Tatjana Greil-Castro und Erick Muller, Muzinich & Co.

Appetit auf Rendite und stärkere regionale Streuung

Die Suche nach Value könnte 2025 anders aussehen als im Jahr 2024. Wir erwarten eine stärkere regionale Streuung, eine sektorale Differenzierung und das Wiederaufkommen von Absicherungskostenfaktoren bei Entscheidungen zur Vermögensallokation weltweit. Wir führen wichtige Trends auf, die Anleger nach unserer Meinung im Kapitalmarktjahr 2025 beachten sollten.

  • US-Anker: Im Gegensatz zu 2024, als die Präsidentschaftswahlen über weite Strecken des Jahres eine große Unbekannte waren, sind die USA stärker im Fokus als andere Industrieländer. Daher können US-Kredite als Anker für globale Portfolios dienen, mit gut identifizierten Makro- und Sektornarrativen, während Europa und die Schwellenländer eine größere Volatilität erleben könnten und ein aktiveres Risikomanagement erfordern.
  • Renditespiel mit Großbritannien: In Europa hat sich der Spread-Aufschlag zwischen in Euro und Britischen Pfund denominierten Unternehmensanleihen in den letzten Monaten aufgrund der unterdurchschnittlichen Performance der britischen Zinsen erhöht. Ein zusätzliches Engagement in Britische-Pfund-Anleihen könnte Möglichkeiten bieten, die Rendite paneuropäischer Portfolios zu erhöhen. Unserer Ansicht nach ist dieses Thema am ehesten bei Anleihen mit mittleren Laufzeiten zu finden, bei denen die Anleger ein übermäßiges Durationsrisiko vermeiden können.
  • Schwellenländer-Unternehmensanleihen: Die Bestimmung einer angemessenen Allokation von Emerging Markets-Unternehmensanleihen ist schwierig. Die Fundamentaldaten überraschten 2024 mit einem robusten Wachstum (außerhalb Chinas) trotz hoher US-Zinsen und Fortschritten bei der Desinflation. In einigen Fällen ging dies mit stärkeren fiskalischen Impulsen einher, als vielleicht gerechtfertigt gewesen wäre, und die geldpolitische Lockerung musste verlangsamt oder manchmal sogar rückgängig gemacht werden, wie im Falle Brasiliens. Die Märkte für Unternehmensanleihen in harter Währung entwickelten sich jedoch entweder im Einklang mit den inländischen US-Krediten oder übertrafen diesen im High Yield-Bereich. Nichtsdestotrotz werden die US-Zölle im Jahr 2025 ein zentrales Thema sein, und es ist unwahrscheinlich, dass sich der globale Appetit ändert, solange keine Klarheit in dieser Frage herrscht.
  • Der Spread-Faktor: Am langen Ende der US Investment Grade-Kreditkurve erreichten die Spreads im Jahr 2024 historische Höchststände. Das Angebot war begrenzt, während die Nachfrage nach Duration von institutionellen Anlegern unabhängig von ihrem Rating stark war, die bei fremdfinanzierten Krediten in US-Dollar häufig einen „Hantel“-Ansatz verfolgten. Eine ähnliche Beobachtung lässt sich für europäische Investment Grade-Anleihen machen. Hier bieten Unternehmensanleihen mit niedrigem BBB-Rating und kurzen bis mittleren Laufzeiten unseres Erachtens die überzeugendsten Bewertungen.
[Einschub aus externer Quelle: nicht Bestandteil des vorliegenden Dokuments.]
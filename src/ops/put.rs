//! Put: write a datafile and its metafile as one idempotent, concurrent pair
//! (spec section 4.4).

use crate::context::Context;
use crate::error::{MemoryboxError, Result};
use crate::file::{meta_name_of, Body, File};
use crate::store::Store;
use std::io::Cursor;

/// `libc::gethostname`, the OS-hostname fallback for `import.from` when the
/// caller passes no explicit source name.
fn os_hostname() -> String {
    let mut buf = [0u8; 256];
    // SAFETY: `buf` is a valid, initialized, 256-byte stack buffer and `buf.len()`
    // is its exact size, so `gethostname` cannot write past it; a non-zero
    // return is handled below without reading `buf`'s (possibly untouched)
    // contents any further.
    let rc = unsafe { libc::gethostname(buf.as_mut_ptr() as *mut libc::c_char, buf.len()) };
    if rc != 0 {
        return String::new();
    }
    let end = buf.iter().position(|&b| b == 0).unwrap_or(buf.len());
    String::from_utf8_lossy(&buf[..end]).into_owned()
}

fn default_import_from(import_set: Option<&str>) -> String {
    if let Some(s) = import_set {
        if !s.is_empty() {
            return s.to_string();
        }
    }
    let host = os_hostname();
    if host.is_empty() {
        "unknown".to_string()
    } else {
        host
    }
}

/// Write `file`'s body and metafile. Concurrently: the datafile is written
/// only if absent or its size differs from `file`'s (same size is treated as
/// already-present and skipped — content-addressed names make a byte
/// comparison redundant); the metafile is written only if absent, else the
/// call fails with `AlreadyExists` carrying the existing metafile bytes so
/// the caller (Import, or an interactive `put`) can decide whether to
/// surface it.
pub async fn put<S: Store + ?Sized>(
    store: &S,
    ctx: &Context,
    mut file: File,
    import_set: Option<&str>,
) -> Result<()> {
    ctx.check()?;

    let data_name = file.name().to_string();
    let meta_name = meta_name_of(&data_name);
    let last_modified = file.last_modified();
    let size = file.size();
    let body = file
        .take_body()
        .ok_or_else(|| MemoryboxError::InvalidInput("put requires a file with a body".to_string()))?;

    let from = default_import_from(import_set);
    file.set_import_from(&from);
    let meta_bytes = file.meta_bytes();

    let write_data = async move {
        match store.stat(ctx, &data_name).await {
            Ok(existing) if existing.size() == size => Ok(()),
            Ok(_) => store.put(ctx, body, &data_name, last_modified).await,
            Err(e) if e.is_not_found() => store.put(ctx, body, &data_name, last_modified).await,
            Err(e) => Err(e),
        }
    };

    let write_meta = async move {
        match store.stat(ctx, &meta_name).await {
            Ok(_) => {
                let mut existing = store.get(ctx, &meta_name).await?;
                let existing_meta = existing.read_to_end().await?;
                Err(MemoryboxError::AlreadyExists {
                    name: meta_name.clone(),
                    existing_meta,
                })
            }
            Err(e) if e.is_not_found() => {
                let body: Body = Box::new(Cursor::new(meta_bytes));
                store.put(ctx, body, &meta_name, chrono::Utc::now()).await
            }
            Err(e) => Err(e),
        }
    };

    tokio::try_join!(write_data, write_meta)?;
    Ok(())
}
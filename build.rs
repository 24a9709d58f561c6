fn main() {
    // Embed UTC build timestamp so the binary always knows when it was compiled.
    let now = time_now_utc();
    println!("cargo:rustc-env=MEMORYBOX_BUILD_TIME={now}");
}

/// Minimal UTC timestamp without pulling in chrono for the build script.
fn time_now_utc() -> String {
    use std::process::Command;
    // Works on macOS, Linux, and CI runners
    let output = Command::new("date")
        .args(["-u", "+%Y-%m-%dT%H:%M:%SZ"])
        .output()
        .expect("failed to run `date` command");
    String::from_utf8(output.stdout)
        .expect("invalid UTF-8 from date")
        .trim()
        .to_string()
}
Untergewichtetes Europa bietet Chancen

  • Europäische Investment Grade-Anleihen: Europäische Autotitel erzielten in der zweiten Hälfte des Jahres 2024 eine unterdurchschnittliche Performance. Strukturelle Herausforderungen können zwar nicht ignoriert werden, aber die aktuellen Bewertungen könnten einen Wiedereinstieg ermöglichen und unsere lange Untergewichtung des Sektors beenden. Europäische Versorger bieten ebenfalls interessante Bewertungen mit einer Spread-Prämie gegenüber breiten Unternehmen außerhalb des Finanzsektors. Banken weisen weiterhin einen positiven Spread gegenüber Nicht-Finanzunternehmen auf, was unsere Übergewichtung unterstützt. Nachrangige Schuldtitel haben sich überdurchschnittlich entwickelt, und die derzeitige knappe Prämie ermutigt uns, unser Engagement im Finanzsektor in vorrangige Schuldtitel umzuschichten. Da die Zinssenkungen der EZB am Terminmarkt gut eingepreist sind und das Wirtschaftswachstum ungewiss ist, werden wir unsere Übergewichtung in Immobilien nach einer deutlichen Verengung der Spreads gegenüber dem breiteren Investment Grade-Markt wahrscheinlich weiter reduzieren.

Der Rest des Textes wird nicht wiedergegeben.